Figure 2 |. LepRb signalling and the molecular mechanisms contributing to leptin resistance in obesity.

a | In individuals with normal body weight, circulating leptin crosses the blood–brain barrier (BBB) and binds to the ‘long’ form of the leptin receptor (LepRb), which induces phosphorylation of Janus kinase 2 (JAK2) and of multiple tyrosine residues in the LepRb intracellular domain.
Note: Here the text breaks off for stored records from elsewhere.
//! Drives a [`ServerStateMachine`] through a full connection lifecycle —
//! accept, routing activation, a diagnostic exchange, an alive-check round
//! trip, and an operator-requested close.
//!
//! `RecordingContext`/`MockTimers` live in `doip_core::context::test_support`
//! but that module is crate-private, so this test keeps its own minimal
//! stand-ins built entirely against the public API.

use std::cell::RefCell;
use std::collections::HashMap;
use std::sync::Mutex;

use doip_core::{
    CloseReason, ConnectionContext, DiagnosticAck, DoipAddress, DownstreamDisposition, Message,
    ServerConfig, ServerEvent, ServerState, ServerStateMachine, TimerControl, TimerKind,
};

struct TestHarnessContext {
    server_address: DoipAddress,
    client_address: Mutex<Option<DoipAddress>>,
    open: Mutex<bool>,
    close_reason: Mutex<Option<CloseReason>>,
    sent: Mutex<Vec<Message>>,
}

impl TestHarnessContext {
    fn new(server_address: DoipAddress) -> Self {
        Self {
            server_address,
            client_address: Mutex::new(None),
            open: Mutex::new(true),
            close_reason: Mutex::new(None),
            sent: Mutex::new(Vec::new()),
        }
    }

    fn sent_messages(&self) -> Vec<Message> {
        self.sent.lock().unwrap().clone()
    }
}

impl ConnectionContext for TestHarnessContext {
    fn send_protocol_message(&self, msg: &Message) -> doip_core::error::Result<usize> {
        self.sent.lock().unwrap().push(msg.clone());
        Ok(msg.as_bytes().len())
    }

    fn close(&self, reason: CloseReason) {
        let mut guard = self.close_reason.lock().unwrap();
        if guard.is_none() {
            *guard = Some(reason);
            *self.open.lock().unwrap() = false;
        }
    }

    fn is_open(&self) -> bool {
        *self.open.lock().unwrap()
    }

    fn close_reason(&self) -> Option<CloseReason> {
        *self.close_reason.lock().unwrap()
    }

    fn server_address(&self) -> DoipAddress {
        self.server_address
    }

    fn client_address(&self) -> Option<DoipAddress> {
        *self.client_address.lock().unwrap()
    }

    fn set_client_address(&self, addr: DoipAddress) {
        *self.client_address.lock().unwrap() = Some(addr);
    }

    fn notify_diagnostic_message(&self, _msg: &Message) -> DiagnosticAck {
        None
    }

    fn notify_diagnostic_ack_sent(&self, _ack: DiagnosticAck) {}

    fn has_downstream_handler(&self) -> bool {
        false
    }

    fn notify_downstream_request(&self, _msg: &Message) -> DownstreamDisposition {
        DownstreamDisposition::Error
    }

    fn receive_downstream_response(&self, _response: &Message) {}
}

struct TestHarnessTimers {
    armed: RefCell<HashMap<TimerKind, u64>>,
}

impl TestHarnessTimers {
    fn new() -> Self {
        Self { armed: RefCell::new(HashMap::new()) }
    }

    fn is_armed(&self, kind: TimerKind) -> bool {
        self.armed.borrow().contains_key(&kind)
    }
}

impl TimerControl for TestHarnessTimers {
    fn arm(&self, kind: TimerKind, duration_ms: u64) {
        self.armed.borrow_mut().insert(kind, duration_ms);
    }

    fn cancel(&self, kind: TimerKind) {
        self.armed.borrow_mut().remove(&kind);
    }
}

const SERVER_ADDRESS: DoipAddress = 0x0E80;
const TESTER_ADDRESS: DoipAddress = 0xE000;

#[test]
fn connection_reaches_routing_activated_and_survives_an_alive_check() {
    let config = ServerConfig::builder().logical_address(SERVER_ADDRESS).build();
    let mut sm = ServerStateMachine::new(&config);
    let timers = TestHarnessTimers::new();
    let ctx = TestHarnessContext::new(SERVER_ADDRESS);

    sm.on_accept(&timers);
    assert_eq!(sm.current_state(), ServerState::WaitRoutingActivation);

    sm.process_event(
        ServerEvent::RoutingActivationReceived { source_address: TESTER_ADDRESS },
        &ctx,
        &timers,
    );
    assert_eq!(sm.current_state(), ServerState::RoutingActivated);
    assert_eq!(ctx.client_address(), Some(TESTER_ADDRESS));

    let diagnostic = Message::make_diagnostic_message(TESTER_ADDRESS, SERVER_ADDRESS, &[0x3E]);
    sm.process_event(ServerEvent::DiagnosticMessageReceived { message: diagnostic }, &ctx, &timers);
    assert_eq!(sm.current_state(), ServerState::RoutingActivated);

    let diagnostic_ack = ctx
        .sent_messages()
        .into_iter()
        .find(|m| m.payload_type() == doip_core::PayloadType::DiagnosticMessageAck)
        .expect("a DiagnosticMessageAck was sent");
    assert_eq!(diagnostic_ack.source_address(), Some(TESTER_ADDRESS));
    assert_eq!(diagnostic_ack.target_address(), Some(SERVER_ADDRESS));

    sm.process_event(ServerEvent::GeneralInactivityTimeout, &ctx, &timers);
    assert_eq!(sm.current_state(), ServerState::WaitAliveCheckResponse);
    assert!(timers.is_armed(TimerKind::AliveCheck));

    sm.process_event(
        ServerEvent::AliveCheckResponseReceived { source_address: TESTER_ADDRESS },
        &ctx,
        &timers,
    );
    assert_eq!(sm.current_state(), ServerState::RoutingActivated);
    assert!(ctx.is_open());

    sm.process_event(ServerEvent::CloseRequestReceived, &ctx, &timers);
    assert_eq!(sm.current_state(), ServerState::Closed);
    assert_eq!(ctx.close_reason(), Some(CloseReason::Requested));

    let responses = ctx.sent_messages();
    assert!(responses.iter().any(|m| m.payload_type() == doip_core::PayloadType::RoutingActivationResponse));
    assert!(responses.iter().any(|m| m.payload_type() == doip_core::PayloadType::DiagnosticMessageAck));
    assert!(responses.iter().any(|m| m.payload_type() == doip_core::PayloadType::AliveCheckRequest));
}

#[test]
fn diagnostic_message_to_unknown_target_nacks_with_the_unknown_address_echoed() {
    const UNKNOWN_TARGET: DoipAddress = 0x1234;

    let config = ServerConfig::builder().logical_address(SERVER_ADDRESS).build();
    let mut sm = ServerStateMachine::new(&config);
    let timers = TestHarnessTimers::new();
    let ctx = TestHarnessContext::new(SERVER_ADDRESS);

    sm.on_accept(&timers);
    sm.process_event(
        ServerEvent::RoutingActivationReceived { source_address: TESTER_ADDRESS },
        &ctx,
        &timers,
    );

    let diagnostic = Message::make_diagnostic_message(TESTER_ADDRESS, UNKNOWN_TARGET, &[0x3E]);
    sm.process_event(ServerEvent::DiagnosticMessageReceived { message: diagnostic }, &ctx, &timers);

    let nack = ctx
        .sent_messages()
        .into_iter()
        .find(|m| m.payload_type() == doip_core::PayloadType::DiagnosticMessageNegativeAck)
        .expect("a DiagnosticMessageNegativeAck was sent");
    assert_eq!(nack.source_address(), Some(TESTER_ADDRESS));
    assert_eq!(nack.target_address(), Some(UNKNOWN_TARGET));
}

#[test]
fn unactivated_connection_times_out_and_closes() {
    let config = ServerConfig::default();
    let mut sm = ServerStateMachine::new(&config);
    let timers = TestHarnessTimers::new();
    let ctx = TestHarnessContext::new(SERVER_ADDRESS);

    sm.on_accept(&timers);
    sm.process_event(ServerEvent::InitialInactivityTimeout, &ctx, &timers);

    assert_eq!(sm.current_state(), ServerState::Closed);
    assert_eq!(ctx.close_reason(), Some(CloseReason::InitialInactivityTimeout));
    assert!(!ctx.is_open());
}
//! TCP session runtime: one thread per accepted connection, running the
//! framed receive loop against a [`doip_core::ServerStateMachine`].
//!
//! A mutex-guarded socket handle, with a read timeout treated as "nothing
//! arrived, keep polling" rather than an error.

use std::collections::HashMap;
use std::io::{ErrorKind, Read, Write};
use std::net::{Shutdown, TcpStream};
use std::sync::atomic::{AtomicBool, AtomicU16, Ordering};
use std::sync::mpsc::{self, Receiver, Sender};
use std::sync::{Arc, Mutex, Weak};
use std::time::Duration;

use doip_core::{
    ApplicationModel, CloseReason, ConnectionContext, DiagnosticAck, DoipAddress,
    DownstreamDisposition, DownstreamResume, Message, NackCode, PayloadType, ServerConfig,
    ServerEvent, ServerStateMachine, TimerControl, TimerId, TimerKind, TimerManager,
};

/// How long a single blocking read waits before the connection worker gets
/// a chance to drain timer/downstream events and check for shutdown.
const POLL_INTERVAL: Duration = Duration::from_millis(200);

/// A `ConnectionContext` implementation backed by a `TcpStream`. Diagnostic
/// and downstream decisions are delegated to an [`ApplicationModel`].
pub struct TcpConnection<A: ApplicationModel + 'static> {
    stream: Mutex<TcpStream>,
    server_address: DoipAddress,
    client_address: AtomicU16,
    open: AtomicBool,
    close_reason: Mutex<Option<CloseReason>>,
    app: Arc<A>,
    event_tx: Sender<ServerEvent>,
    self_weak: Mutex<Weak<TcpConnection<A>>>,
}

impl<A: ApplicationModel + 'static> TcpConnection<A> {
    fn new(stream: TcpStream, server_address: DoipAddress, app: Arc<A>, event_tx: Sender<ServerEvent>) -> Arc<Self> {
        Arc::new_cyclic(|weak| Self {
            stream: Mutex::new(stream),
            server_address,
            client_address: AtomicU16::new(0),
            open: AtomicBool::new(true),
            close_reason: Mutex::new(None),
            app,
            event_tx,
            self_weak: Mutex::new(weak.clone()),
        })
    }

    fn as_dyn(&self) -> Arc<dyn ConnectionContext> {
        self.self_weak
            .lock()
            .unwrap()
            .upgrade()
            .expect("context outlives any call made on itself")
    }
}

impl<A: ApplicationModel + 'static> ConnectionContext for TcpConnection<A> {
    fn send_protocol_message(&self, msg: &Message) -> doip_core::error::Result<usize> {
        let mut stream = self.stream.lock().unwrap();
        stream
            .write_all(msg.as_bytes())
            .map_err(|_| doip_core::DoipError::IoError)?;
        Ok(msg.as_bytes().len())
    }

    fn close(&self, reason: CloseReason) {
        let mut guard = self.close_reason.lock().unwrap();
        if guard.is_none() {
            *guard = Some(reason);
            self.open.store(false, Ordering::SeqCst);
            let stream = self.stream.lock().unwrap();
            let _ = stream.shutdown(Shutdown::Both);
        }
    }

    fn is_open(&self) -> bool {
        self.open.load(Ordering::SeqCst)
    }

    fn close_reason(&self) -> Option<CloseReason> {
        *self.close_reason.lock().unwrap()
    }

    fn server_address(&self) -> DoipAddress {
        self.server_address
    }

    fn client_address(&self) -> Option<DoipAddress> {
        let addr = self.client_address.load(Ordering::SeqCst);
        if addr == 0 {
            None
        } else {
            Some(addr)
        }
    }

    fn set_client_address(&self, addr: DoipAddress) {
        self.client_address.store(addr, Ordering::SeqCst);
    }

    fn notify_diagnostic_message(&self, msg: &Message) -> DiagnosticAck {
        self.app.on_diagnostic_message(self, msg)
    }

    fn notify_diagnostic_ack_sent(&self, ack: DiagnosticAck) {
        self.app.on_diagnostic_notification(self, ack);
    }

    fn has_downstream_handler(&self) -> bool {
        self.app.has_downstream_handler()
    }

    fn notify_downstream_request(&self, msg: &Message) -> DownstreamDisposition {
        let resume = DownstreamResume::new(self.as_dyn(), msg);
        self.app.on_downstream_request(self, msg, resume)
    }

    fn receive_downstream_response(&self, response: &Message) {
        let _ = self.event_tx.send(ServerEvent::DiagnosticMessageReceivedDownstream {
            response: response.clone(),
        });
    }
}

/// Adapts `doip_core`'s per-timer-kind [`TimerControl`] interface onto a
/// shared [`TimerManager`], re-injecting fired timers as events on
/// `event_tx` for the connection worker loop to pick up.
struct ConnectionTimers {
    manager: Arc<TimerManager>,
    event_tx: Sender<ServerEvent>,
    active: Mutex<HashMap<TimerKind, TimerId>>,
}

impl ConnectionTimers {
    fn new(manager: Arc<TimerManager>, event_tx: Sender<ServerEvent>) -> Self {
        Self {
            manager,
            event_tx,
            active: Mutex::new(HashMap::new()),
        }
    }

    fn event_for(kind: TimerKind) -> ServerEvent {
        match kind {
            TimerKind::InitialInactivity => ServerEvent::InitialInactivityTimeout,
            TimerKind::GeneralInactivity => ServerEvent::GeneralInactivityTimeout,
            TimerKind::AliveCheck => ServerEvent::AliveCheckTimeout,
            TimerKind::Downstream => ServerEvent::DownstreamTimeout,
        }
    }
}

impl TimerControl for ConnectionTimers {
    fn arm(&self, kind: TimerKind, duration_ms: u64) {
        let mut active = self.active.lock().unwrap();
        if let Some(id) = active.remove(&kind) {
            self.manager.remove(id);
        }
        let tx = self.event_tx.clone();
        let event = Self::event_for(kind);
        let id = self.manager.add(Duration::from_millis(duration_ms), false, move || {
            let _ = tx.send(event.clone());
        });
        active.insert(kind, id);
    }

    fn cancel(&self, kind: TimerKind) {
        let mut active = self.active.lock().unwrap();
        if let Some(id) = active.remove(&kind) {
            self.manager.remove(id);
        }
    }
}

/// Maps a parsed message to the `ServerEvent` the state machine expects for
/// the state-independent payload types (routing activation and alive-check
/// response carry their own address payload; diagnostic messages carry the
/// whole message).
fn event_for_message(msg: Message) -> ServerEvent {
    match msg.payload_type() {
        PayloadType::RoutingActivationRequest => ServerEvent::RoutingActivationReceived {
            source_address: msg.routing_activation_source_address().unwrap_or(0),
        },
        PayloadType::AliveCheckResponse => ServerEvent::AliveCheckResponseReceived {
            source_address: msg.source_address().unwrap_or(0),
        },
        PayloadType::DiagnosticMessage => ServerEvent::DiagnosticMessageReceived { message: msg },
        _ => ServerEvent::InvalidMessage(NackCode::UnknownPayloadType),
    }
}

/// Reads exactly `buf.len()` bytes, polling `events` between timeouts so
/// timer/downstream events keep getting dispatched while no data has
/// arrived. Returns `false` if the peer closed the connection.
fn read_exact_polling(
    stream: &Mutex<TcpStream>,
    buf: &mut [u8],
    sm: &mut ServerStateMachine,
    ctx: &dyn ConnectionContext,
    timers: &dyn TimerControl,
    events: &Receiver<ServerEvent>,
) -> bool {
    let mut filled = 0;
    while filled < buf.len() {
        if !ctx.is_open() {
            return false;
        }
        let read_result = {
            let mut guard = stream.lock().unwrap();
            guard.read(&mut buf[filled..])
        };
        match read_result {
            Ok(0) => return false,
            Ok(n) => filled += n,
            Err(e) if e.kind() == ErrorKind::WouldBlock || e.kind() == ErrorKind::TimedOut => {
                drain_events(sm, ctx, timers, events);
            }
            Err(_) => return false,
        }
    }
    true
}

fn drain_events(
    sm: &mut ServerStateMachine,
    ctx: &dyn ConnectionContext,
    timers: &dyn TimerControl,
    events: &Receiver<ServerEvent>,
) {
    while let Ok(event) = events.try_recv() {
        sm.process_event(event, ctx, timers);
    }
}

/// Runs one accepted TCP connection to completion: constructs the
/// connection context, drives the framed receive loop, and tears down the
/// per-connection timers when the state machine reaches `Closed`.
pub fn run_connection<A: ApplicationModel + 'static>(
    stream: TcpStream,
    config: &ServerConfig,
    app: Arc<A>,
) {
    let _ = stream.set_read_timeout(Some(POLL_INTERVAL));
    let (event_tx, event_rx) = mpsc::channel();
    let ctx = TcpConnection::new(stream, config.logical_address, app, event_tx.clone());
    let timer_manager = Arc::new(TimerManager::new());
    let timers = ConnectionTimers::new(timer_manager, event_tx);

    let mut sm = ServerStateMachine::new(config);
    ctx.app.on_open_connection(ctx.as_ref());
    sm.on_accept(&timers);

    let mut header = [0u8; doip_core::message::HEADER_SIZE];
    loop {
        if !ctx.is_open() {
            break;
        }
        if !read_exact_polling(&ctx.stream, &mut header, &mut sm, ctx.as_ref(), &timers, &event_rx) {
            sm.process_event(ServerEvent::SocketError, ctx.as_ref(), &timers);
            break;
        }

        let header_info = match Message::try_parse_header(&header, config.max_message_size) {
            Ok(info) => info,
            Err(code) => {
                sm.process_event(ServerEvent::InvalidMessage(code), ctx.as_ref(), &timers);
                break;
            }
        };

        let mut full = Vec::with_capacity(doip_core::message::HEADER_SIZE + header_info.payload_length as usize);
        full.extend_from_slice(&header);
        let mut payload = alloc_payload_buf(header_info.payload_length as usize);
        if !payload.is_empty()
            && !read_exact_polling(&ctx.stream, &mut payload, &mut sm, ctx.as_ref(), &timers, &event_rx)
        {
            sm.process_event(ServerEvent::SocketError, ctx.as_ref(), &timers);
            break;
        }
        full.extend_from_slice(&payload);

        match Message::try_parse(&full, config.max_message_size) {
            Ok(msg) => sm.process_event(event_for_message(msg), ctx.as_ref(), &timers),
            Err(code) => sm.process_event(ServerEvent::InvalidMessage(code), ctx.as_ref(), &timers),
        }

        drain_events(&mut sm, ctx.as_ref(), &timers, &event_rx);

        if sm.current_state() == doip_core::ServerState::Closed {
            break;
        }
    }

    ctx.app.on_close_connection(ctx.as_ref(), ctx.close_reason().unwrap_or(CloseReason::PeerClosed));
}

fn alloc_payload_buf(len: usize) -> Vec<u8> {
    let mut v = Vec::with_capacity(len);
    v.resize(len, 0);
    v
}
LepRb also receives inhibitory signals from multiple negative feedback loops (such as suppressor of cytokine signalling 3 (SOCS3), protein tyrosine phosphatase 1B (PTP1B), PTP non-receptor type 2 (PTPN2), PTPe and exchange protein directly activated by cyclic AMP 1 (EPAC1)), ensuring that activation of LepRb does not go beyond a physiologically necessary point. b | In obesity, circulating levels of leptin increase, which is associated with diminished leptin transport across the BBB and activation of the inhibitory negative feedback systems that eventually lead to diminished LepRb signalling. Increased free fatty acids and chronic overnutrition cause lipotoxicity and endoplasmic reticulum (ER) stress, and trigger inflammatory responses that might contribute to a blunted physiological response to leptin in obesity. STAT3, signal transducer and activator of transcription 3.